REQUIREMENT:
Below are some records. Say how many of their lines include the string "push", giving only the number.

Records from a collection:

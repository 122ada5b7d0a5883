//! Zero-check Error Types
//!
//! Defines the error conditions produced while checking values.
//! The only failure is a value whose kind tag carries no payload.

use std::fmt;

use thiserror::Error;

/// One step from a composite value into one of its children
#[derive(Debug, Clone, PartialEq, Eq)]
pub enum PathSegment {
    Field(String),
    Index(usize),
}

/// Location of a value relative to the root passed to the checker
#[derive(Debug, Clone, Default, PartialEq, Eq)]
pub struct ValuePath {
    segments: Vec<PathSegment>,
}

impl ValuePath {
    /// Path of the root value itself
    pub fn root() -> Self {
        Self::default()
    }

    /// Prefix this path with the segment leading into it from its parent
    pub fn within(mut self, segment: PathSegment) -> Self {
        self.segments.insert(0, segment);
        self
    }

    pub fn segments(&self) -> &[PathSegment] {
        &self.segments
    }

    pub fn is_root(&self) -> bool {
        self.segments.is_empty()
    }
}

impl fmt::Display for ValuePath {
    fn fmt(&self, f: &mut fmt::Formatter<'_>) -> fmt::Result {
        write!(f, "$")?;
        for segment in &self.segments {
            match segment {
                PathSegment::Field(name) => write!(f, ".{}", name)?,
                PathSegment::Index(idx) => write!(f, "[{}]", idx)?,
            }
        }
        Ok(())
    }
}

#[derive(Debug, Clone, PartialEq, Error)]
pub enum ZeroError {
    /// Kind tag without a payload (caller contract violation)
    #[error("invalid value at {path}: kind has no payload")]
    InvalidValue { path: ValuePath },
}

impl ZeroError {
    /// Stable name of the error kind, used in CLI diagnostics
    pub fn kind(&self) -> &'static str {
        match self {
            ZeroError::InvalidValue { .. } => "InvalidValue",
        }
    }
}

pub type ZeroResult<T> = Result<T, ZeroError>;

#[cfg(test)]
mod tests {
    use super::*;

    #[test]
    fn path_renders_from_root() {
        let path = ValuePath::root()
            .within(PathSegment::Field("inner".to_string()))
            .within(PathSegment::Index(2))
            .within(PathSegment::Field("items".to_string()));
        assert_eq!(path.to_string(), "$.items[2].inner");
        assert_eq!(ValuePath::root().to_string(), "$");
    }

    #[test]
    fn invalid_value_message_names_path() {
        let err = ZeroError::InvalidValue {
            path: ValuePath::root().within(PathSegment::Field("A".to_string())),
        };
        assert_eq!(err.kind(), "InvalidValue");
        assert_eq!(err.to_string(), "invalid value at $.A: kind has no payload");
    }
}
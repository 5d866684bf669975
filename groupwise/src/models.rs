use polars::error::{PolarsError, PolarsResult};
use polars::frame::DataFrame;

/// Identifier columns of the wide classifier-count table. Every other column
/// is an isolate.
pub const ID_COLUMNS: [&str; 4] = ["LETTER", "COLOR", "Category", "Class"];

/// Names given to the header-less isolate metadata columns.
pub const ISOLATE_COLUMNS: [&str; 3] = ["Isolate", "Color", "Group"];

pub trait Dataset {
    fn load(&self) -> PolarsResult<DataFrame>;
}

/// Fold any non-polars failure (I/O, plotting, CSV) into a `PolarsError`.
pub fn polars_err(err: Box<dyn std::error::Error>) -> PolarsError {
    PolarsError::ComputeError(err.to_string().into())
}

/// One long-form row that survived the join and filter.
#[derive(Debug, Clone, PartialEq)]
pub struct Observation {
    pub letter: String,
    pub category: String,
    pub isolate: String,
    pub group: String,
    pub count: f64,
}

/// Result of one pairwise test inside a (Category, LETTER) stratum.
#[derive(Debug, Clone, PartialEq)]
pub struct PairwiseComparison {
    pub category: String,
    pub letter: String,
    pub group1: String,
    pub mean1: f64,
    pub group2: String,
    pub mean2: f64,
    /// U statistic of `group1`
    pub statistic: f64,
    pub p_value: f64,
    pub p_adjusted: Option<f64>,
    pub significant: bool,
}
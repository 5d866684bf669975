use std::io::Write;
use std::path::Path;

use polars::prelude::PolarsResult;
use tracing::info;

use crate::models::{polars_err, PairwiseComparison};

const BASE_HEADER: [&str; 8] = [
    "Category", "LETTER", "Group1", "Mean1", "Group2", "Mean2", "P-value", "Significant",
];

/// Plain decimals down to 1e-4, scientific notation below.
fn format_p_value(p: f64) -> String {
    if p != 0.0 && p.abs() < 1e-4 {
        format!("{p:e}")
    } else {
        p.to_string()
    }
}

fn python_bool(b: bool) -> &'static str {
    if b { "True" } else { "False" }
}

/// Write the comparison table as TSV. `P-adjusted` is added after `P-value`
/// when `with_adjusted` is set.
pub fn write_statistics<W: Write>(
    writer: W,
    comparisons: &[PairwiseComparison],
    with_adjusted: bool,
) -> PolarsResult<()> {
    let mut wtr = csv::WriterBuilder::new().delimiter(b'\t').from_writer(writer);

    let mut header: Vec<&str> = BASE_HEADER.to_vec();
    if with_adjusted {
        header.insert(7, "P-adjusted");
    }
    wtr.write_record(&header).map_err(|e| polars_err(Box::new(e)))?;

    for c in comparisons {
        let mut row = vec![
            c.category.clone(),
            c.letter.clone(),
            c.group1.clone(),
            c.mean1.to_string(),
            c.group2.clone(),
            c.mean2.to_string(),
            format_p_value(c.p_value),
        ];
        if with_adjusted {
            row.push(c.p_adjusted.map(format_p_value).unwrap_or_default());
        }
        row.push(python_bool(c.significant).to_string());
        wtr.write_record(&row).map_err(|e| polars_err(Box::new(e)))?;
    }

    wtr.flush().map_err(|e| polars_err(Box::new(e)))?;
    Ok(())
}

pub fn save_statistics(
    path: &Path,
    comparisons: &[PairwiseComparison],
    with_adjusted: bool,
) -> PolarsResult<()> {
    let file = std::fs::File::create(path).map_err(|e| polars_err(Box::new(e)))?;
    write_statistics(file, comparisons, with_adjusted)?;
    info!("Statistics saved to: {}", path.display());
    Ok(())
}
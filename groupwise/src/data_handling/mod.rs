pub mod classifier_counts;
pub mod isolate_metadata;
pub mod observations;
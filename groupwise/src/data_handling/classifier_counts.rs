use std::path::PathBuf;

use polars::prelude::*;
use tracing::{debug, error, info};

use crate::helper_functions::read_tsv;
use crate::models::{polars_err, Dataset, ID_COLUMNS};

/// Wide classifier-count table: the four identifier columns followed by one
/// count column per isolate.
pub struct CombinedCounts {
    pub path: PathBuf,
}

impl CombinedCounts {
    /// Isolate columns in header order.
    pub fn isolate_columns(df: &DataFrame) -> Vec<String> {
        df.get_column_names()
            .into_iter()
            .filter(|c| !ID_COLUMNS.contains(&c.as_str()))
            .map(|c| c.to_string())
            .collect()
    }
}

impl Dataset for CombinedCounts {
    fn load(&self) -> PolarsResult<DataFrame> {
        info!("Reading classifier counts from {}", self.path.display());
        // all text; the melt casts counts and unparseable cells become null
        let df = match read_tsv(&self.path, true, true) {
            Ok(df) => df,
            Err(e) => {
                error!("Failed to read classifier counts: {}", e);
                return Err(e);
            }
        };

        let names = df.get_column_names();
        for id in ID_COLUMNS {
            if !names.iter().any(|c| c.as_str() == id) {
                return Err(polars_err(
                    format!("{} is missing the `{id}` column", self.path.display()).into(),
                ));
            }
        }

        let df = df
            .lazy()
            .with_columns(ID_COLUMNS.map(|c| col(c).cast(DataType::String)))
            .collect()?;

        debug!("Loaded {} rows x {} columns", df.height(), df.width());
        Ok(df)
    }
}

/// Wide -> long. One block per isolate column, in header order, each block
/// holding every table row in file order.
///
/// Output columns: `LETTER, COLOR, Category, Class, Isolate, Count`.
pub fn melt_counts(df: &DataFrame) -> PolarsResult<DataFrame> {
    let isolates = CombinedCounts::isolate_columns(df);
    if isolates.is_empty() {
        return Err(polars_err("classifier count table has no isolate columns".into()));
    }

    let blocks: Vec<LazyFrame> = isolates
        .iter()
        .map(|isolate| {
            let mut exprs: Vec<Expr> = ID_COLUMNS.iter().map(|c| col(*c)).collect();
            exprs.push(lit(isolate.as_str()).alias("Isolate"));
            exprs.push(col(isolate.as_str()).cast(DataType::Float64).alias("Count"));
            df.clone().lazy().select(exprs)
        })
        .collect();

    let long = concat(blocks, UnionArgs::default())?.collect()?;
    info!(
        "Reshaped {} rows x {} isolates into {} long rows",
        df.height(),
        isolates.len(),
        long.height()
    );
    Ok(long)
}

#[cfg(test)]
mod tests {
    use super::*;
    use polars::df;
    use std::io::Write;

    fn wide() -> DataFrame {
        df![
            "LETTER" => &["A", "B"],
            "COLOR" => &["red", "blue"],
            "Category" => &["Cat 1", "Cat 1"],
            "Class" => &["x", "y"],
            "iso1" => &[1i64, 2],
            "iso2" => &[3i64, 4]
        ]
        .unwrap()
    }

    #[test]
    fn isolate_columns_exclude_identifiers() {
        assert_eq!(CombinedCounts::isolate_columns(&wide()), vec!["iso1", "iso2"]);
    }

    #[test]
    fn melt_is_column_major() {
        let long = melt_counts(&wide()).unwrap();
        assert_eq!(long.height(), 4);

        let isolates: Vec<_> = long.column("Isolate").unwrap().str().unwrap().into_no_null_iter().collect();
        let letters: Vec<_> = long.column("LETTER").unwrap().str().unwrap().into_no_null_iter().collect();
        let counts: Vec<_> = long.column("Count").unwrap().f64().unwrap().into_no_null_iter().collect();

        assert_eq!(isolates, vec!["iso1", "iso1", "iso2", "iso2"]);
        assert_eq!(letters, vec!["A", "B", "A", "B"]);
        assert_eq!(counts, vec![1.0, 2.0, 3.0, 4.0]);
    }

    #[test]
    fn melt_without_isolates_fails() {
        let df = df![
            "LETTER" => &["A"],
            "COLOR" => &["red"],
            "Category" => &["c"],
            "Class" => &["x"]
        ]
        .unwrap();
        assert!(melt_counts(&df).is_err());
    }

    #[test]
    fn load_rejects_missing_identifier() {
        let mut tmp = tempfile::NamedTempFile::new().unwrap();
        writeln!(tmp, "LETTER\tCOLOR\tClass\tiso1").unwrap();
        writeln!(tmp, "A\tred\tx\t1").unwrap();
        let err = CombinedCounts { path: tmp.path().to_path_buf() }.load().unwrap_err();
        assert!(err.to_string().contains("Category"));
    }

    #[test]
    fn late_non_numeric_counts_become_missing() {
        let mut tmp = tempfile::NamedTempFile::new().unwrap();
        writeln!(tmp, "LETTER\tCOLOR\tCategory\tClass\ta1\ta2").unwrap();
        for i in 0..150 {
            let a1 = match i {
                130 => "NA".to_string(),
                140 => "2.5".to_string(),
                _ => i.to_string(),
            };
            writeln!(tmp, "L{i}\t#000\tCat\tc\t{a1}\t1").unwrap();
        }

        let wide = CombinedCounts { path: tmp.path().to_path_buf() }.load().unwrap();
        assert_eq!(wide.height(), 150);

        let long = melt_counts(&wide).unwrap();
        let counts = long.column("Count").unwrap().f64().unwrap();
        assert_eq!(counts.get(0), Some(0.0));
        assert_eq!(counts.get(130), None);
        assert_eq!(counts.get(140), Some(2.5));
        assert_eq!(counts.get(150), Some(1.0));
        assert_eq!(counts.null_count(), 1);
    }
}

ANSWER:
4